[Collected data]
--------
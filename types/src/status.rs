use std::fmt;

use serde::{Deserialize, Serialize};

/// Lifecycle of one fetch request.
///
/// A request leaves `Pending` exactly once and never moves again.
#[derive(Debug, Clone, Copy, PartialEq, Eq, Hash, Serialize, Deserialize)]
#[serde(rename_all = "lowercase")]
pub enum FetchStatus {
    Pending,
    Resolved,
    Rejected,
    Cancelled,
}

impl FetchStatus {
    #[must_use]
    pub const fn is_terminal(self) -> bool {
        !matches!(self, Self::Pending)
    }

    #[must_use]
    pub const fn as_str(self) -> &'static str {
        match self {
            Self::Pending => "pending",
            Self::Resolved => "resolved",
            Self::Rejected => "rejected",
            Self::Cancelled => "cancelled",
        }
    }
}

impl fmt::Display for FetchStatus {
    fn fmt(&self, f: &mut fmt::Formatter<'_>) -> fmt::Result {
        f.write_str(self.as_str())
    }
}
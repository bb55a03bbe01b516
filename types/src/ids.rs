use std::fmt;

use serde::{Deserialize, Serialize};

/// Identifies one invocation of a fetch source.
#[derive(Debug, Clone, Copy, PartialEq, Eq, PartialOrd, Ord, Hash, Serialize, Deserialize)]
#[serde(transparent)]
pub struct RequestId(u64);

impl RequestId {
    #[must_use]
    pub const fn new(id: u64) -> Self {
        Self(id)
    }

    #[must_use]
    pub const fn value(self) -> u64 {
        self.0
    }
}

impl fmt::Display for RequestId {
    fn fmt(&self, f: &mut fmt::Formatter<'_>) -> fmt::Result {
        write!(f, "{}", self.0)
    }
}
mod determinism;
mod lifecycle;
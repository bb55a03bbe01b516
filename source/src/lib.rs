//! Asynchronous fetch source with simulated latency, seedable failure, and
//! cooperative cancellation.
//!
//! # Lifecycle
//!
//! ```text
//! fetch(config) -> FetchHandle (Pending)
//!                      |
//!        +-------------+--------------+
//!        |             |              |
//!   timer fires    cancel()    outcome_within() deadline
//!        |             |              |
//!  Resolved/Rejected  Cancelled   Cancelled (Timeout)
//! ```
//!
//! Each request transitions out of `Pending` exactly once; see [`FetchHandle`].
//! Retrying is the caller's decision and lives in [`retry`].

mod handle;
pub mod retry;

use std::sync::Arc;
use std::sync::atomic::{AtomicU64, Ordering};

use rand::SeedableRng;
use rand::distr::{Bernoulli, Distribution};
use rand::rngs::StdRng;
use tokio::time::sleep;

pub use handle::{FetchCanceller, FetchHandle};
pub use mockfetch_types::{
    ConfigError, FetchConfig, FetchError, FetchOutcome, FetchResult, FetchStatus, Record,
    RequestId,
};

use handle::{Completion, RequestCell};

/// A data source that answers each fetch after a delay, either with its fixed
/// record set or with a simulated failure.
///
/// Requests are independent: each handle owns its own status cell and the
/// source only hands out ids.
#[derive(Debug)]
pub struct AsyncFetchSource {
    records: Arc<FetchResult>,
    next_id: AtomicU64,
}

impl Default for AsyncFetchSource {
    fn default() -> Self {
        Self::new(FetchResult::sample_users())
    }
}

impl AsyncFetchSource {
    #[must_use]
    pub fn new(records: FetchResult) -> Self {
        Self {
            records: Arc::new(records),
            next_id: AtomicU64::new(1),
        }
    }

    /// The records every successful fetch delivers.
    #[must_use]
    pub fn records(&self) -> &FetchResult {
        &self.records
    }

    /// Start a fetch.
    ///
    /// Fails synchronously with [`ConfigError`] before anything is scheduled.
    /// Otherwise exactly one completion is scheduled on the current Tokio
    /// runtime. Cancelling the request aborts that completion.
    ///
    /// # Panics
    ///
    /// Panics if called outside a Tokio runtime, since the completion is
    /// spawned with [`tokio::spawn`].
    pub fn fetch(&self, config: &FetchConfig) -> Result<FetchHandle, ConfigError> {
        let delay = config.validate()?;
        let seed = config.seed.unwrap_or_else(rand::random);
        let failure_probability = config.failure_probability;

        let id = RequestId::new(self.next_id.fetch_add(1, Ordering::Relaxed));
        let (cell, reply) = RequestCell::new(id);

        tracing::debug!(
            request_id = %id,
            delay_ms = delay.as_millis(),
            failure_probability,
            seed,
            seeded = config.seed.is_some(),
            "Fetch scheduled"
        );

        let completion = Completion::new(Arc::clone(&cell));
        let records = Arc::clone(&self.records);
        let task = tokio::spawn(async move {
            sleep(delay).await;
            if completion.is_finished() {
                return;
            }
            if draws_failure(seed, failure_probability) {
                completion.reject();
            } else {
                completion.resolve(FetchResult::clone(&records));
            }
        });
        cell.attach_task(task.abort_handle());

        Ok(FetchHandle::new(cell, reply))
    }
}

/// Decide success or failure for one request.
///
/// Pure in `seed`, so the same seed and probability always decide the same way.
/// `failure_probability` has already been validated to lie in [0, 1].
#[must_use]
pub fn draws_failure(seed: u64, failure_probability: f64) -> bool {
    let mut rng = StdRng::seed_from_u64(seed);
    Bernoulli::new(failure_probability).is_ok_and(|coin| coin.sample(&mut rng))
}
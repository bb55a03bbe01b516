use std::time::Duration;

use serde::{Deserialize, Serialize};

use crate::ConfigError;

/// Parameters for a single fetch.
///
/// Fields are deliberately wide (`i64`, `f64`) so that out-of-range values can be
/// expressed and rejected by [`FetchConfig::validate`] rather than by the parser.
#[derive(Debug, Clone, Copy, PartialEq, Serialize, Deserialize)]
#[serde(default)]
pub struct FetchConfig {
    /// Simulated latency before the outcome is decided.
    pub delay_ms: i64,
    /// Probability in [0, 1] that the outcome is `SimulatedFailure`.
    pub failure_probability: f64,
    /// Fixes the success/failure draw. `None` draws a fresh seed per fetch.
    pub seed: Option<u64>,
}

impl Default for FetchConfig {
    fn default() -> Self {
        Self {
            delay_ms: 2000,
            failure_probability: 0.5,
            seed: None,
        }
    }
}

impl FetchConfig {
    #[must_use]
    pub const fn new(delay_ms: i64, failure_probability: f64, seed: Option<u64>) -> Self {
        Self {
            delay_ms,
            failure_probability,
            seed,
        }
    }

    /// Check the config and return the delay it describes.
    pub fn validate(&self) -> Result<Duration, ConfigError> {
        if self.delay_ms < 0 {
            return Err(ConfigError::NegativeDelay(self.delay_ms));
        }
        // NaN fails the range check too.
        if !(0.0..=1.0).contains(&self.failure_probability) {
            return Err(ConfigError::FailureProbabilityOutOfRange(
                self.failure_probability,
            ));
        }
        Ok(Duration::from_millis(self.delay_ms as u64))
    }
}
--------
Only lines with the word "RequestId" are wanted, so copy each one from the records.

pub struct RequestId(u64);
impl RequestId {
impl fmt::Display for RequestId {
    RequestId,
        let id = RequestId::new(self.next_id.fetch_add(1, Ordering::Relaxed));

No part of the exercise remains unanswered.